Berbatov, Beckham, Lampard, Drogba. È bastato poco per rimanere stupiti di fronte ai font della Premier League, perfettamente impilati uno sopra l’altro in un’area dedicata, meticolosamente organizzata per stagione calcistica. È bastato un attimo per immergersi nei tesori esposti nel Vault, un caveau (reale) separato dalle altre aree della sede. Quelle in cui si svolgono i vari processi, dalla spedizione al controllo qualità e al lavaggio, dove sono conservate migliaia di maglie indossate in partita. Chi avrebbe mai immaginato di poter toccare almeno cinque maglie indossate da Thierry Henry, inclusa la versione Highbury della stagione 2005/06, in cui il talento francese usava tagliare il doppio strato per sentirsi più comodo? Classic Football Shirts è un paradiso per i collezionisti. Ma è anche un’azienda che genera milioni ogni anno: il fatturato di Classic Football Shirts è aumentato del 25,6%, raggiungendo le 24,47 milioni di sterline nell’anno conclusosi il 30 giugno 2023.

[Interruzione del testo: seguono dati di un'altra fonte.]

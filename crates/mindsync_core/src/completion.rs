use crate::model::{Habit, Task, WellnessActivity};
use serde::Serialize;

/// Wellness completions needed for the category to count as done.
pub const WELLNESS_TARGET: usize = 4;

#[derive(Debug, Clone, Copy, Default, PartialEq, Eq, Serialize)]
pub struct CategoryBreakdown {
    pub total: usize,
    pub completed: usize,
    pub percentage: u8,
}

impl CategoryBreakdown {
    fn from_counts(total: usize, completed: usize) -> Self {
        Self {
            total,
            completed,
            percentage: percentage(completed, total),
        }
    }

    pub fn is_complete(&self) -> bool {
        self.percentage == 100
    }
}

#[derive(Debug, Clone, Copy, Default, PartialEq, Eq, Serialize)]
pub struct Breakdown {
    pub tasks: CategoryBreakdown,
    pub habits: CategoryBreakdown,
    pub wellness: CategoryBreakdown,
}

#[derive(Debug, Clone, Copy, Default, PartialEq, Eq, Serialize)]
pub struct CompletionSnapshot {
    pub total_items: usize,
    pub completed_items: usize,
    pub completion_percentage: u8,
    pub breakdown: Breakdown,
    pub is_fully_completed: bool,
}

/// A snapshot plus whether the inputs behind it were available.
#[derive(Debug, Clone, Default, PartialEq, Eq, Serialize)]
pub struct CompletionState {
    #[serde(flatten)]
    pub snapshot: CompletionSnapshot,
    pub loading: bool,
    #[serde(skip_serializing_if = "Option::is_none")]
    pub error: Option<String>,
}

impl CompletionState {
    pub fn ready(snapshot: CompletionSnapshot) -> Self {
        Self {
            snapshot,
            loading: false,
            error: None,
        }
    }

    pub fn loading() -> Self {
        Self {
            snapshot: CompletionSnapshot::default(),
            loading: true,
            error: None,
        }
    }

    pub fn failed<M: Into<String>>(message: M) -> Self {
        Self {
            snapshot: CompletionSnapshot::default(),
            loading: true,
            error: Some(message.into()),
        }
    }
}

/// `round(100 * completed / total)` with halves rounded up; 0 when `total` is 0.
pub fn percentage(completed: usize, total: usize) -> u8 {
    if total == 0 {
        return 0;
    }
    let rounded = (200 * completed + total) / (2 * total);
    rounded.min(u8::MAX as usize) as u8
}

/// Wellness is scored against `min(WELLNESS_TARGET, len)`; completions past
/// the target add nothing.
pub fn wellness_breakdown(wellness: &[WellnessActivity]) -> CategoryBreakdown {
    let target = WELLNESS_TARGET.min(wellness.len());
    let raw_completed = wellness.iter().filter(|activity| activity.completed).count();

    CategoryBreakdown {
        total: target,
        completed: raw_completed.min(target),
        percentage: percentage(raw_completed, target).min(100),
    }
}

pub fn compute_completion_snapshot(
    tasks: &[Task],
    habits: &[Habit],
    wellness: &[WellnessActivity],
) -> CompletionSnapshot {
    let tasks = CategoryBreakdown::from_counts(
        tasks.len(),
        tasks.iter().filter(|task| task.completed).count(),
    );
    let habits = CategoryBreakdown::from_counts(
        habits.len(),
        habits.iter().filter(|habit| habit.completed_today).count(),
    );
    let wellness = wellness_breakdown(wellness);

    let total_items = tasks.total + habits.total + wellness.total;
    let completed_items = tasks.completed + habits.completed + wellness.completed;
    let completion_percentage = percentage(completed_items, total_items);

    CompletionSnapshot {
        total_items,
        completed_items,
        completion_percentage,
        breakdown: Breakdown {
            tasks,
            habits,
            wellness,
        },
        is_fully_completed: completion_percentage == 100,
    }
}
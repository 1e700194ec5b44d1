use crate::error::AppError;
use serde::Deserialize;
use std::path::Path;

const BUILTIN_TIPS: &[&str] = &[
    "Drink a full glass of water",
    "Take a ten minute walk outside",
    "Stretch your neck and shoulders for five minutes",
    "Do five minutes of box breathing",
    "Write down three things you are grateful for",
    "Step away from screens for fifteen minutes",
    "Eat a serving of fresh fruit",
    "Call or message a friend",
    "Tidy one small area of your space",
    "Spend ten minutes reading for pleasure",
    "Go to bed thirty minutes earlier",
    "Take the stairs instead of the elevator",
    "Listen to a favourite song without multitasking",
    "Do a two minute body scan",
    "Write a short journal entry about your day",
    "Open a window and get some fresh air",
    "Practise a new word in a language you are learning",
    "Eat one meal without looking at a screen",
    "Do ten squats or push-ups",
    "Spend five minutes in sunlight",
    "Unfollow one account that drains your energy",
    "Plan tomorrow's top three priorities",
    "Try a short guided meditation",
    "Compliment someone sincerely",
    "Replace one sugary drink with water or tea",
    "Stand up and move every hour",
    "Spend ten minutes on a hobby you enjoy",
    "Notice five things you can see, hear and feel",
    "Clear your email inbox of one task",
    "Smile at a stranger or a colleague",
];

/// Candidate wellness tips in a stable order.
#[derive(Debug, Clone, PartialEq, Eq)]
pub struct TipPool {
    tips: Vec<String>,
}

#[derive(Debug, Deserialize)]
struct TipFile {
    #[serde(rename = "wellnessTips")]
    wellness_tips: Vec<TipEntry>,
}

#[derive(Debug, Deserialize)]
struct TipEntry {
    tip: String,
}

impl TipPool {
    pub fn builtin() -> Self {
        Self {
            tips: BUILTIN_TIPS.iter().map(|tip| tip.to_string()).collect(),
        }
    }

    pub fn new<I, S>(tips: I) -> Self
    where
        I: IntoIterator<Item = S>,
        S: Into<String>,
    {
        Self {
            tips: tips.into_iter().map(Into::into).collect(),
        }
    }

    /// Reads `{ "wellnessTips": [ { "tip": "..." } ] }`. Tips are kept exactly
    /// as written since they double as completion keys.
    pub fn load(path: &Path) -> Result<Self, AppError> {
        let content = std::fs::read_to_string(path)
            .map_err(|err| AppError::io(format!("{}: {}", path.display(), err)))?;
        let parsed: TipFile = serde_json::from_str(&content).map_err(|err| {
            AppError::invalid_data(format!("invalid tip pool in {}: {}", path.display(), err))
        })?;

        let tips: Vec<String> = parsed
            .wellness_tips
            .into_iter()
            .map(|entry| entry.tip)
            .collect();
        tracing::debug!(path = %path.display(), count = tips.len(), "loaded wellness tip pool");

        Ok(Self { tips })
    }

    pub fn tips(&self) -> &[String] {
        &self.tips
    }

    pub fn len(&self) -> usize {
        self.tips.len()
    }

    pub fn is_empty(&self) -> bool {
        self.tips.is_empty()
    }
}

impl Default for TipPool {
    fn default() -> Self {
        Self::builtin()
    }
}
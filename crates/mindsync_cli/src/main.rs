use clap::Parser;
use mindsync_cli::cli::{
    Cli, Command, ExportFormat, HabitCommand, MoodCommand, TaskCommand, WellnessCommand,
    collect_config_overrides,
};
use mindsync_core::clock;
use mindsync_core::completion::{CategoryBreakdown, CompletionState};
use mindsync_core::config::{self, Config, Palette};
use mindsync_core::error::AppError;
use mindsync_core::export;
use mindsync_core::model::{Habit, Task, WellnessActivity};
use mindsync_core::tracker_api;
use mindsync_core::wellness;
use tabled::settings::Style;
use tabled::{Table, Tabled};
use tracing_subscriber::EnvFilter;

const LOG_ENV_VAR: &str = "MINDSYNC_LOG";

#[derive(Tabled)]
struct BreakdownRow {
    #[tabled(rename = "Category")]
    category: &'static str,
    #[tabled(rename = "Done")]
    completed: usize,
    #[tabled(rename = "Target")]
    total: usize,
    #[tabled(rename = "Progress")]
    percentage: String,
}

impl BreakdownRow {
    fn new(category: &'static str, breakdown: &CategoryBreakdown) -> Self {
        Self {
            category,
            completed: breakdown.completed,
            total: breakdown.total,
            percentage: if breakdown.is_complete() {
                format!("{}% done", breakdown.percentage)
            } else {
                format!("{}%", breakdown.percentage)
            },
        }
    }
}

fn init_tracing() {
    let filter = EnvFilter::try_from_env(LOG_ENV_VAR).unwrap_or_else(|_| EnvFilter::new("warn"));
    tracing_subscriber::fmt()
        .compact()
        .with_writer(std::io::stderr)
        .with_ansi(false)
        .with_target(false)
        .with_env_filter(filter)
        .init();
}

fn checkbox(done: bool) -> &'static str {
    if done { "[x]" } else { "[ ]" }
}

fn print_status(state: &CompletionState, palette: &Palette) {
    if let Some(error) = state.error.as_deref() {
        println!("Completion unavailable: {error}");
        return;
    }

    let snapshot = &state.snapshot;
    println!(
        "Today: {} ({} of {} items)",
        palette.percentage(snapshot.completion_percentage),
        snapshot.completed_items,
        snapshot.total_items
    );

    let rows = [
        BreakdownRow::new("Tasks", &snapshot.breakdown.tasks),
        BreakdownRow::new("Habits", &snapshot.breakdown.habits),
        BreakdownRow::new("Wellness", &snapshot.breakdown.wellness),
    ];
    let mut table = Table::new(rows);
    table.with(Style::rounded());
    println!("{table}");

    if snapshot.is_fully_completed {
        println!("{}", palette.accentize("Everything done for today."));
    }
}

fn print_task(verb: &str, task: &Task, json: bool) -> Result<(), AppError> {
    if json {
        println!("{}", serde_json::to_string(task)?);
    } else {
        println!("{verb} task: {} ({})", task.title, task.id);
    }
    Ok(())
}

fn print_tasks(tasks: &[Task], json: bool, palette: &Palette) -> Result<(), AppError> {
    if json {
        println!("{}", serde_json::to_string(tasks)?);
        return Ok(());
    }
    for task in tasks {
        println!(
            "{} {} {}",
            checkbox(task.completed),
            task.title,
            palette.mutedize(&format!("({})", task.id))
        );
    }
    Ok(())
}

fn print_habits(habits: &[Habit], json: bool, palette: &Palette) -> Result<(), AppError> {
    if json {
        println!("{}", serde_json::to_string(habits)?);
        return Ok(());
    }
    for habit in habits {
        println!(
            "{} {} streak {} {}",
            checkbox(habit.completed_today),
            habit.title,
            habit.streak,
            palette.mutedize(&format!("({})", habit.id))
        );
    }
    Ok(())
}

fn print_wellness(
    activities: &[WellnessActivity],
    json: bool,
    palette: &Palette,
) -> Result<(), AppError> {
    if json {
        println!("{}", serde_json::to_string(activities)?);
        return Ok(());
    }
    for activity in activities {
        println!(
            "{} {} {}",
            checkbox(activity.completed),
            activity.title,
            palette.mutedize(&format!("({})", activity.id))
        );
    }
    println!("Wellness: {}", palette.percentage(wellness::wellness_percentage(activities)));
    Ok(())
}

fn resolve_config(overrides: &[String]) -> Result<Config, AppError> {
    let loaded = config::load_config_with_fallback();
    if let Some(err) = loaded.error {
        eprintln!("WARNING: using default config: {err}");
    }
    let overrides = collect_config_overrides(overrides).map_err(AppError::invalid_input)?;
    Ok(config::merge_overrides(&loaded.config, &overrides))
}

fn run_command(cli: Cli) -> Result<(), AppError> {
    let config = resolve_config(&cli.config_override)?;
    let palette = config.palette();
    let json = cli.json;

    match cli.command {
        Command::Status => {
            let state = tracker_api::completion_today(config.tip_pool())?;
            if json {
                println!("{}", serde_json::to_string(&state)?);
            } else {
                print_status(&state, &palette);
            }
        }
        Command::Task { action } => match action {
            TaskCommand::Add { title } => {
                print_task("Added", &tracker_api::add_task(&title)?, json)?;
            }
            TaskCommand::Done { id } => {
                let task = tracker_api::toggle_task(&id)?;
                let verb = if task.completed { "Completed" } else { "Reopened" };
                print_task(verb, &task, json)?;
            }
            TaskCommand::Delete { id } => {
                print_task("Deleted", &tracker_api::delete_task(&id)?, json)?;
            }
            TaskCommand::List => print_tasks(&tracker_api::list_tasks()?, json, &palette)?,
        },
        Command::Habit { action } => match action {
            HabitCommand::Add { title } => {
                let habit = tracker_api::add_habit(&title)?;
                if json {
                    println!("{}", serde_json::to_string(&habit)?);
                } else {
                    println!("Added habit: {} ({})", habit.title, habit.id);
                }
            }
            HabitCommand::Done { id } => {
                let habit = tracker_api::toggle_habit(&id)?;
                if json {
                    println!("{}", serde_json::to_string(&habit)?);
                } else if habit.completed_today {
                    println!("Completed habit: {} (streak {})", habit.title, habit.streak);
                } else {
                    println!("Unmarked habit: {} (streak {})", habit.title, habit.streak);
                }
            }
            HabitCommand::List => print_habits(&tracker_api::list_habits()?, json, &palette)?,
        },
        Command::Wellness { action } => {
            let pool = config.tip_pool()?;
            match action {
                WellnessCommand::List => {
                    print_wellness(&tracker_api::list_wellness(&pool)?, json, &palette)?;
                }
                WellnessCommand::Done { id } => {
                    let activity = tracker_api::toggle_wellness(&id, &pool)?;
                    if json {
                        println!("{}", serde_json::to_string(&activity)?);
                    } else {
                        let verb = if activity.completed { "Completed" } else { "Unmarked" };
                        println!("{verb} wellness activity: {}", activity.title);
                    }
                }
            }
        }
        Command::Mood { action } => match action {
            MoodCommand::Set { mood, date } => {
                let date = match date {
                    Some(raw) => clock::parse_date(&raw)?,
                    None => clock::today()?,
                };
                let moods = tracker_api::set_mood(date, mood)?;
                if json {
                    println!("{}", serde_json::to_string(&moods)?);
                } else {
                    println!("Recorded mood {mood} for {}", clock::date_key(date));
                }
            }
            MoodCommand::List => {
                let moods = tracker_api::list_moods()?;
                if json {
                    println!("{}", serde_json::to_string(&moods)?);
                } else {
                    for (day, mood) in &moods {
                        println!("{day} {mood}");
                    }
                }
            }
        },
        Command::Export { format } => {
            let document = match format {
                ExportFormat::Json => export::export_json()?,
                ExportFormat::Csv => export::export_csv(config.tip_pool())?,
            };
            print!("{document}");
            if format == ExportFormat::Json {
                println!();
            }
        }
    }

    Ok(())
}

fn main() {
    init_tracing();

    let cli = match Cli::try_parse() {
        Ok(cli) => cli,
        Err(err) if !err.use_stderr() => {
            // --help and --version
            print!("{err}");
            return;
        }
        Err(err) => {
            let rendered = err.to_string();
            let first_line = rendered.lines().next().unwrap_or("invalid command").trim();
            let message = first_line.strip_prefix("error: ").unwrap_or(first_line);
            eprintln!("ERROR: {}", AppError::invalid_input(message));
            std::process::exit(1);
        }
    };

    if let Err(err) = run_command(cli) {
        tracing::debug!(code = err.code(), "command failed");
        eprintln!("ERROR: {err}");
        std::process::exit(1);
    }
}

Abbiamo avuto l’opportunità di scambiare qualche parola con Doug Bierton, fondatore della destinazione numero uno al mondo per gli appassionati di maglie retrò (e non solo), riflettendo su quella che è stata – e continua a essere – un’epoca storicamente cruciale per le maglie da calcio, destinata a espandersi esponenzialmente con l’entusiasmo per i Mondiali 2026 negli Stati Uniti.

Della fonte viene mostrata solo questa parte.